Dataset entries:
•••••
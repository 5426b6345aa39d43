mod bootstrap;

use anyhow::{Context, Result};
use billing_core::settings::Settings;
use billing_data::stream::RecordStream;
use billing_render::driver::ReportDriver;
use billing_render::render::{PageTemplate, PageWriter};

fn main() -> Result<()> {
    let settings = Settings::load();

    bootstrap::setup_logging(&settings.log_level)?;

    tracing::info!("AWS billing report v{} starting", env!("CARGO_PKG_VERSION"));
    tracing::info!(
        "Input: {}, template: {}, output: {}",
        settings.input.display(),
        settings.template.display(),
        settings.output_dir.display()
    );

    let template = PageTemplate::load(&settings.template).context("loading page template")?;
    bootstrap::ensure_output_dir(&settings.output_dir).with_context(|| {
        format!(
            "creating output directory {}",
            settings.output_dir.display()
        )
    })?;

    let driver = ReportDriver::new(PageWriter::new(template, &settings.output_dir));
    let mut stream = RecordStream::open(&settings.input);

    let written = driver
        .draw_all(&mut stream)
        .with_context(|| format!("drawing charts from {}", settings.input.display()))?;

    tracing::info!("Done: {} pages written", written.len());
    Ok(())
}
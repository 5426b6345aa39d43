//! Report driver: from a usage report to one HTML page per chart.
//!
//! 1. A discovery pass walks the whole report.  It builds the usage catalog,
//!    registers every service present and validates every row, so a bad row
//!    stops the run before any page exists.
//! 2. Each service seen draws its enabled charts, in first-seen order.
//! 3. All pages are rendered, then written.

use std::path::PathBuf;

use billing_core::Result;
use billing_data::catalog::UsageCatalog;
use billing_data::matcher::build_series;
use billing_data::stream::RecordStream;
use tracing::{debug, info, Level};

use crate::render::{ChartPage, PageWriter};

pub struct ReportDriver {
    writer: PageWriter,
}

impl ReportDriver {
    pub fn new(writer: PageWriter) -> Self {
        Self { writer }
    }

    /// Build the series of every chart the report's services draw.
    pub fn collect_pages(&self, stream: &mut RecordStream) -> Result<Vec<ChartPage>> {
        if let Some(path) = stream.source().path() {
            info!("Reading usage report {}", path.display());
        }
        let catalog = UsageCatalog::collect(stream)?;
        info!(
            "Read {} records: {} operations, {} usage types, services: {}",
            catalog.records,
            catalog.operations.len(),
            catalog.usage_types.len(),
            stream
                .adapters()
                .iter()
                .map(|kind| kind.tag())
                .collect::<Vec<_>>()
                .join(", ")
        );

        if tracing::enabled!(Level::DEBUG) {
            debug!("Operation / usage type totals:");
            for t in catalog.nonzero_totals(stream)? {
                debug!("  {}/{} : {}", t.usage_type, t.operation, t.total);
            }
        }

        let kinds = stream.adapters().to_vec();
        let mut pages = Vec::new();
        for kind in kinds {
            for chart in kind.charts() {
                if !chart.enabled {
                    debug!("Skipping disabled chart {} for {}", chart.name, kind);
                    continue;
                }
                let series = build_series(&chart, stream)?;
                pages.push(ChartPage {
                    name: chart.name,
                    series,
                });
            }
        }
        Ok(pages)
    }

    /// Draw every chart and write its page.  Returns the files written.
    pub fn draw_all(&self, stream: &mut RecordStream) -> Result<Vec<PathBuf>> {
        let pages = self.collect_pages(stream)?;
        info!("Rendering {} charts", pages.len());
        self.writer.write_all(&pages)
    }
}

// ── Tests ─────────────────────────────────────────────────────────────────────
•••••
▸ **REQUIRED ACTION**
The required output is every line from the one with "the files written." to the final line of the entries, repeated exactly and with nothing else.

▸ **SOLUTION FOR THIS EXERCISE**
    /// Draw every chart and write its page.  Returns the files written.
    pub fn draw_all(&self, stream: &mut RecordStream) -> Result<Vec<PathBuf>> {
        let pages = self.collect_pages(stream)?;
        info!("Rendering {} charts", pages.len());
        self.writer.write_all(&pages)
    }
}

// ── Tests ─────────────────────────────────────────────────────────────────────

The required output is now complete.